精神疾患の長期予後を個別に予測することは、最適な治療方針策定に貢献する。オランダ・ユトレヒト大学などの研究チームは、3年および6年のフォローアップに伴う「長期予後」を予測する機械学習モデルを構築した。
npj Schizophreniaから2日公開されたチームの研究論文によると、523人の精神疾患患者における広範なベースラインデータを利用し、3年および6年経過時点でのアウトカムを予測する機械学習モデルをトレーニングした。アウトカムは、症候については寛解中または寛解なしの2段階、全体評価についてはGAF尺度を利用し、転帰良好(GAF≥65)または不良(GAF<65)の2段階としてそれぞれ評価した。予測精度は症候に対して62.2-64.7%、全体評価に対して63.5-67.6%を示しており、leave-one-out交差検証はモデルの堅牢性を示唆していた。また、モデル構築にあたり重要な予測因子として導かれたものには、精神疾患症状や生活の質、抗精神病薬の使用、心理社会的ニーズなどが含まれていた。

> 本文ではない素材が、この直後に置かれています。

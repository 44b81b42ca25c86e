//! Prompt templates for the three research stages and the final synthesis.

use crate::llm::ChatMessage;
use crate::types::SearchResult;

pub const QUERY_GEN_SYSTEM: &str = "You are a web intelligence search expert. Analyse the user's input and work out the core keywords that need to be searched. \
Output exactly one query that is best suited to a search engine, without any explanation, punctuation, prefix or suffix.";

pub const SUMMARY_SYSTEM: &str = "You are a professional intelligence analyst. Using the provided [Search result context], answer the user's question or summarise the key information. \
Requirements: be objective and concise, rely only on the search results, and never invent facts they do not mention.";

pub const SOLVER_SYSTEM: &str = "You are a lead analyst. You have received independent research reports from several AI experts, each using a different model. \
Combine these reports into one final, rigorously reasoned answer for the user. \
Requirements: 1. Use a clear structure in Markdown. 2. Where the experts' conclusions complement each other, integrate them; where they conflict, point out the differences.";

/// Build the message list for one stage.
///
/// Providers that reject a system role get the instructions folded into a
/// single user turn.
pub fn render(system: &str, user: &str, merge_system_prompt: bool) -> Vec<ChatMessage> {
    if merge_system_prompt {
        vec![ChatMessage::user(format!("{}\n\n{}", system, user))]
    } else {
        vec![ChatMessage::system(system), ChatMessage::user(user)]
    }
}

pub fn query_gen_messages(user_message: &str, merge_system_prompt: bool) -> Vec<ChatMessage> {
    if merge_system_prompt {
        render(
            QUERY_GEN_SYSTEM,
            &format!("User question: {}", user_message),
            true,
        )
    } else {
        render(QUERY_GEN_SYSTEM, user_message, false)
    }
}

pub fn summary_messages(
    user_message: &str,
    context: &str,
    merge_system_prompt: bool,
) -> Vec<ChatMessage> {
    render(
        SUMMARY_SYSTEM,
        &summary_user(user_message, context),
        merge_system_prompt,
    )
}

pub fn solver_messages(
    question: &str,
    reports: &[String],
    merge_system_prompt: bool,
) -> Vec<ChatMessage> {
    render(
        SOLVER_SYSTEM,
        &solver_user(question, reports),
        merge_system_prompt,
    )
}

pub fn summary_user(query: &str, context: &str) -> String {
    format!(
        "My search task is: {}\n\n[Search result context]:\n{}\n\nPlease summarise based on the information above:",
        query, context
    )
}

pub fn solver_user(original_question: &str, reports: &[String]) -> String {
    format!(
        "Original question: {}\n\n--- Independent model reports ---\n{}\n------------------------\nPlease write the final consolidated answer:",
        original_question,
        reports.join("\n\n")
    )
}

/// Title/content block for the first `limit` hits
pub fn context_block(results: &[SearchResult], limit: usize) -> String {
    results
        .iter()
        .take(limit)
        .map(|r| format!("Title: {}\nContent: {}", r.title, r.content))
        .collect::<Vec<_>>()
        .join("\n")
}

/// Turn a raw model reply into a search query.
pub fn clean_search_query(raw: &str) -> String {
    raw.trim()
        .replace('"', "")
        .trim()
        .trim_matches(|c| matches!(c, '\'' | '`' | '“' | '”' | '‘' | '’'))
        .trim()
        .to_string()
}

研究成果は、精神疾患の長期予後予測において機械学習モデルが有効となる可能性を明らかにしており、医師の臨床的意思決定を支援する有用なツールの導出が期待できる。我が国における精神疾患患者数も増加の一途をみており、年間400万人以上が医療の助けを必要とするなど、メンタルヘルスを巡る現状は楽観視することができない状況が続いている。